The Listener is almost entirely about watching its lead, well…listen. That’s a big ask, and while it’s not without its rewards, I ultimately found it more of a slog than it should have been. The acting is on point, the direction is focused, it just simply felt a little bit thinner than you’d like from something this heavy.
Beth (Tessa Thompson) works as a helpline volunteer taking calls each night from all sorts of people. Some are just lonely, while others are going through any number of crises. The past year or so has increased the number of calls, as well as the intensity of their problems. feeling lonely, broken, hopeless. Over the last year the tide has become a tsunami. On this night, she’s going about her job, milling about her home, trying to make sure that she doesn’t lose anyone or make anything worse.
As Beth goes through her shift, she talks to creeps, gentle souls, and people in desperate need of help. Throughout it all, she listens. Eventually, Beth’s own story begins to come out, helping to explain why she does what she does. We’re there with her, watching her at work, listening to her listen.

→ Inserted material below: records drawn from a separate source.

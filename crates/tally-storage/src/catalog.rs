//! The point-of-sale store schema.
//!
//! Tables are declared in foreign-key order. Amounts are stored as REAL
//! rupees; GST rates as percentages.

use tally_core::errors::SchemaError;

use crate::schema::{
    BackfillSpec, ColumnSpec, DefaultValue, FkAction, ForeignKey, IndexSpec, SchemaVersion,
    TableSpec,
};

pub const CATALOG_VERSION: u32 = 7;

/// GST slab applied to products that predate per-product rates.
pub const DEFAULT_GST_RATE: f64 = 18.0;

fn id() -> ColumnSpec {
    ColumnSpec::integer("id").primary_key()
}

fn created_at() -> ColumnSpec {
    ColumnSpec::timestamp("created_at").default(DefaultValue::CurrentTimestamp)
}

fn money(name: &str) -> ColumnSpec {
    ColumnSpec::real(name).not_null().default(DefaultValue::Integer(0))
}

fn categories() -> TableSpec {
    TableSpec::new("categories")
        .column(id())
        .column(ColumnSpec::text("name").not_null())
        .column(created_at())
        .index(IndexSpec::new("idx_categories_name", ["name"]).unique())
}

fn party(name: &str) -> TableSpec {
    TableSpec::new(name)
        .column(id())
        .column(ColumnSpec::text("name").not_null())
        .column(ColumnSpec::text("phone"))
        .column(ColumnSpec::text("email"))
        .column(ColumnSpec::text("address"))
        .column(ColumnSpec::text("gstin"))
        .column(ColumnSpec::text("state_code"))
        .column(money("balance"))
        .column(created_at())
        .index(IndexSpec::new(format!("idx_{name}_phone"), ["phone"]))
}

fn products() -> TableSpec {
    TableSpec::new("products")
        .column(id())
        .column(ColumnSpec::text("name").not_null())
        .column(ColumnSpec::text("barcode"))
        .column(ColumnSpec::text("hsn_code"))
        .column(ColumnSpec::integer("category_id"))
        .column(ColumnSpec::integer("supplier_id"))
        .column(ColumnSpec::text("unit").not_null().default(DefaultValue::Text("pcs".to_string())))
        .column(money("mrp"))
        .column(money("selling_price"))
        .column(money("purchase_price"))
        .column(ColumnSpec::real("gst_rate").not_null().default(DefaultValue::Real(DEFAULT_GST_RATE)))
        .column(ColumnSpec::boolean("price_includes_gst").not_null().default(DefaultValue::Bool(true)))
        .column(ColumnSpec::real("stock").not_null().default(DefaultValue::Integer(0)))
        .column(ColumnSpec::real("reorder_level").not_null().default(DefaultValue::Integer(0)))
        .column(ColumnSpec::boolean("active").not_null().default(DefaultValue::Bool(true)))
        .column(created_at())
        .column(ColumnSpec::timestamp("updated_at").default(DefaultValue::CurrentTimestamp))
        .foreign_key(ForeignKey::new("category_id", "categories", "id").on_delete(FkAction::SetNull))
        .foreign_key(ForeignKey::new("supplier_id", "suppliers", "id").on_delete(FkAction::SetNull))
        .index(IndexSpec::new("idx_products_barcode", ["barcode"]).unique())
        .index(IndexSpec::new("idx_products_name", ["name"]))
        // Legacy rows carried a zero selling price until it was split from MRP.
        .backfill(BackfillSpec::new("selling_price", "mrp").with_sentinel(DefaultValue::Integer(0)))
}

fn document(name: &str, party_table: &str, party_column: &str) -> TableSpec {
    TableSpec::new(name)
        .column(id())
        .column(ColumnSpec::text("invoice_no").not_null())
        .column(ColumnSpec::integer(party_column))
        .column(ColumnSpec::timestamp("invoice_date").default(DefaultValue::CurrentTimestamp))
        .column(money("subtotal"))
        .column(money("discount"))
        .column(money("cgst"))
        .column(money("sgst"))
        .column(money("igst"))
        .column(money("total"))
        .column(ColumnSpec::text("payment_mode").not_null().default(DefaultValue::Text("cash".to_string())))
        .column(money("amount_paid"))
        .column(ColumnSpec::text("notes"))
        .column(created_at())
        .foreign_key(ForeignKey::new(party_column, party_table, "id").on_delete(FkAction::SetNull))
        .index(IndexSpec::new(format!("idx_{name}_invoice_no"), ["invoice_no"]).unique())
        .index(IndexSpec::new(format!("idx_{name}_date"), ["invoice_date"]))
}

fn line_items(name: &str, parent: &str, parent_column: &str) -> TableSpec {
    TableSpec::new(name)
        .column(id())
        .column(ColumnSpec::integer(parent_column).not_null())
        .column(ColumnSpec::integer("product_id"))
        .column(ColumnSpec::text("description"))
        .column(ColumnSpec::real("quantity").not_null().default(DefaultValue::Integer(1)))
        .column(money("rate"))
        .column(money("discount"))
        .column(ColumnSpec::real("gst_rate").not_null().default(DefaultValue::Integer(0)))
        .column(money("tax_amount"))
        .column(money("amount"))
        .foreign_key(ForeignKey::new(parent_column, parent, "id").on_delete(FkAction::Cascade))
        .foreign_key(ForeignKey::new("product_id", "products", "id").on_delete(FkAction::SetNull))
        .index(IndexSpec::new(format!("idx_{name}_{parent_column}"), [parent_column]))
        // Older line items stored tax inline without a computed amount.
        .backfill(
            BackfillSpec::new("amount", "quantity * rate - discount + tax_amount")
                .with_sentinel(DefaultValue::Integer(0)),
        )
}

fn settings() -> TableSpec {
    TableSpec::new("settings")
        .column(ColumnSpec::text("key").primary_key())
        .column(ColumnSpec::text("value"))
        .column(ColumnSpec::timestamp("updated_at").default(DefaultValue::CurrentTimestamp))
}

/// The desired end state of the store, at `CATALOG_VERSION`.
pub fn pos_schema() -> Result<SchemaVersion, SchemaError> {
    let tables = vec![
        categories(),
        party("suppliers"),
        party("customers"),
        products(),
        document("sales", "customers", "customer_id"),
        line_items("sale_items", "sales", "sale_id"),
        document("purchases", "suppliers", "supplier_id"),
        line_items("purchase_items", "purchases", "purchase_id"),
        settings(),
    ];
    SchemaVersion::new(CATALOG_VERSION, tables)
}
//! SQL rendering for migration steps.
//!
//! Identifiers are validated by `SchemaVersion::new` and double-quoted here.
//! Backfill value expressions are trusted SQL supplied by the application.

use super::column::{ColumnSpec, DefaultValue};
use super::table::{BackfillSpec, ForeignKey, IndexSpec, TableSpec};

pub fn quote_ident(name: &str) -> String {
    format!("\"{}\"", name.replace('"', "\"\""))
}

fn references_clause(fk: &ForeignKey) -> String {
    let mut sql = format!(
        "REFERENCES {}({})",
        quote_ident(&fk.references_table),
        quote_ident(&fk.references_column)
    );
    if let Some(action) = fk.on_delete {
        sql.push_str(" ON DELETE ");
        sql.push_str(action.sql());
    }
    sql
}

/// Column definition as it appears inside `CREATE TABLE`.
fn column_definition(column: &ColumnSpec, inline_primary_key: bool) -> String {
    let mut sql = format!("{} {}", quote_ident(&column.name), column.ty.sql_name());
    if inline_primary_key {
        sql.push_str(" PRIMARY KEY");
    } else if !column.nullable {
        sql.push_str(" NOT NULL");
    }
    if let Some(default) = &column.default {
        sql.push_str(" DEFAULT ");
        sql.push_str(&default.to_sql());
    }
    sql
}

/// `CREATE TABLE IF NOT EXISTS` for the full table declaration.
pub fn create_table(table: &TableSpec) -> String {
    let pk_columns = table.primary_key_columns();
    let single_pk = pk_columns.len() == 1;

    let mut parts: Vec<String> = table
        .columns
        .iter()
        .map(|c| column_definition(c, single_pk && c.primary_key))
        .collect();

    if pk_columns.len() > 1 {
        let cols: Vec<String> = pk_columns.iter().map(|c| quote_ident(&c.name)).collect();
        parts.push(format!("PRIMARY KEY ({})", cols.join(", ")));
    }
    for fk in &table.foreign_keys {
        parts.push(format!(
            "FOREIGN KEY ({}) {}",
            quote_ident(&fk.column),
            references_clause(fk)
        ));
    }

    format!(
        "CREATE TABLE IF NOT EXISTS {} (\n    {}\n)",
        quote_ident(&table.name),
        parts.join(",\n    ")
    )
}

/// `ALTER TABLE ... ADD COLUMN` for one column.
///
/// A `CurrentTimestamp` default is dropped together with `NOT NULL`, since
/// SQLite rejects non-constant defaults on `ADD COLUMN`; the reconciler
/// backfills those rows instead.
pub fn add_column(table: &str, column: &ColumnSpec, fk: Option<&ForeignKey>) -> String {
    let mut sql = format!(
        "ALTER TABLE {} ADD COLUMN {} {}",
        quote_ident(table),
        quote_ident(&column.name),
        column.ty.sql_name()
    );
    if column.primary_key {
        sql.push_str(" PRIMARY KEY");
    }
    let constant_default = column.default.as_ref().filter(|d| d.is_constant());
    let deferred_default = column.default.as_ref().is_some_and(|d| !d.is_constant());
    if !column.nullable && !deferred_default {
        sql.push_str(" NOT NULL");
    }
    if let Some(default) = constant_default {
        sql.push_str(" DEFAULT ");
        sql.push_str(&default.to_sql());
    }
    if let Some(fk) = fk {
        sql.push(' ');
        sql.push_str(&references_clause(fk));
    }
    sql
}

pub fn create_index(table: &str, index: &IndexSpec) -> String {
    let cols: Vec<String> = index.columns.iter().map(|c| quote_ident(c)).collect();
    format!(
        "CREATE {}INDEX IF NOT EXISTS {} ON {}({})",
        if index.unique { "UNIQUE " } else { "" },
        quote_ident(&index.name),
        quote_ident(table),
        cols.join(", ")
    )
}

/// Guarded UPDATE: only rows still NULL (or holding the sentinel) whose
/// value would actually change are touched, so a repeat run updates nothing.
pub fn backfill(table: &str, backfill: &BackfillSpec) -> String {
    let column = quote_ident(&backfill.column);
    let mut guard = format!("{column} IS NULL");
    if let Some(sentinel) = backfill.sentinel.as_ref().filter(|s| **s != DefaultValue::Null) {
        guard.push_str(&format!(" OR {column} = {}", sentinel.to_sql()));
    }
    format!(
        "UPDATE {table} SET {column} = {value} WHERE ({guard}) AND ({value}) IS NOT {column}",
        table = quote_ident(table),
        value = backfill.value
    )
}

#[cfg(test)]
mod tests {
    use super::*;
    use crate::schema::{ColumnSpec, FkAction};

    #[test]
    fn create_table_renders_inline_primary_key_and_foreign_keys() {
        let table = TableSpec::new("sale_items")
            .column(ColumnSpec::integer("id").primary_key())
            .column(ColumnSpec::integer("sale_id").not_null())
            .column(ColumnSpec::real("qty").default(DefaultValue::Integer(1)))
            .foreign_key(ForeignKey::new("sale_id", "sales", "id").on_delete(FkAction::Cascade));

        assert_eq!(
            create_table(&table),
            "CREATE TABLE IF NOT EXISTS \"sale_items\" (\n    \
             \"id\" INTEGER PRIMARY KEY,\n    \
             \"sale_id\" INTEGER NOT NULL,\n    \
             \"qty\" REAL DEFAULT 1,\n    \
             FOREIGN KEY (\"sale_id\") REFERENCES \"sales\"(\"id\") ON DELETE CASCADE\n)"
        );
    }

    #[test]
    fn composite_primary_key_becomes_table_constraint() {
        let table = TableSpec::new("stock")
            .column(ColumnSpec::integer("product_id").primary_key())
            .column(ColumnSpec::text("batch").primary_key());
        let sql = create_table(&table);
        assert!(sql.contains("\"product_id\" INTEGER NOT NULL"));
        assert!(sql.contains("PRIMARY KEY (\"product_id\", \"batch\")"));
    }

    #[test]
    fn add_column_with_literal_default() {
        let col = ColumnSpec::real("price").default(DefaultValue::Integer(0));
        assert_eq!(
            add_column("products", &col, None),
            "ALTER TABLE \"products\" ADD COLUMN \"price\" REAL DEFAULT 0"
        );
    }

    #[test]
    fn add_column_defers_current_timestamp() {
        let col = ColumnSpec::timestamp("updated_at")
            .not_null()
            .default(DefaultValue::CurrentTimestamp);
        assert_eq!(
            add_column("products", &col, None),
            "ALTER TABLE \"products\" ADD COLUMN \"updated_at\" TIMESTAMP"
        );
    }

    #[test]
    fn add_column_carries_foreign_key() {
        let col = ColumnSpec::integer("supplier_id");
        let fk = ForeignKey::new("supplier_id", "suppliers", "id").on_delete(FkAction::SetNull);
        assert_eq!(
            add_column("products", &col, Some(&fk)),
            "ALTER TABLE \"products\" ADD COLUMN \"supplier_id\" INTEGER \
             REFERENCES \"suppliers\"(\"id\") ON DELETE SET NULL"
        );
    }

    #[test]
    fn backfill_guards_on_null_and_sentinel() {
        let bf = BackfillSpec::new("gst_rate", "18.0").with_sentinel(DefaultValue::Integer(0));
        assert_eq!(
            backfill("products", &bf),
            "UPDATE \"products\" SET \"gst_rate\" = 18.0 \
             WHERE (\"gst_rate\" IS NULL OR \"gst_rate\" = 0) AND (18.0) IS NOT \"gst_rate\""
        );
    }

    #[test]
    fn unique_index() {
        let idx = IndexSpec::new("idx_products_barcode", ["barcode"]).unique();
        assert_eq!(
            create_index("products", &idx),
            "CREATE UNIQUE INDEX IF NOT EXISTS \"idx_products_barcode\" ON \"products\"(\"barcode\")"
        );
    }
}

Tessa Thompson is excellent here, which is needed since it’s literally just her on screen. She makes observation an art form here, never seeming like she’s acting. It’s moving and compelling work. You’d like to see her up to more, but with what she’s being asked to do, this is impeccable work. Thompson has rarely been better. The voices she speaks to include those from Margaret Cho, Rebecca Hall, Jamie Hector, Logan Marshall-Green, Alia Shawkat, Ricky Velez, and more.
Director Steve Buscemi leans on Thompson and the script from Alessandro Camon. One serves him better than the other. She’s giving her all, yet the screenplay Camon wrote just doesn’t go to enough interesting places. Buscemi does his best to avoid too much repetition, though the monotony of the job is in part the point, but it still becomes a bit of a chore by the end.
The Listener is not going to be for everyone. Credit to Buscemi for doing something this small and intimate. Of course full credit to Thompson for some stirring work. This is just a very tiny flick and something that asks a bit more than it offers back. It’s not a Tribeca highlight for me, but it’s not one that you can easily dismiss, either.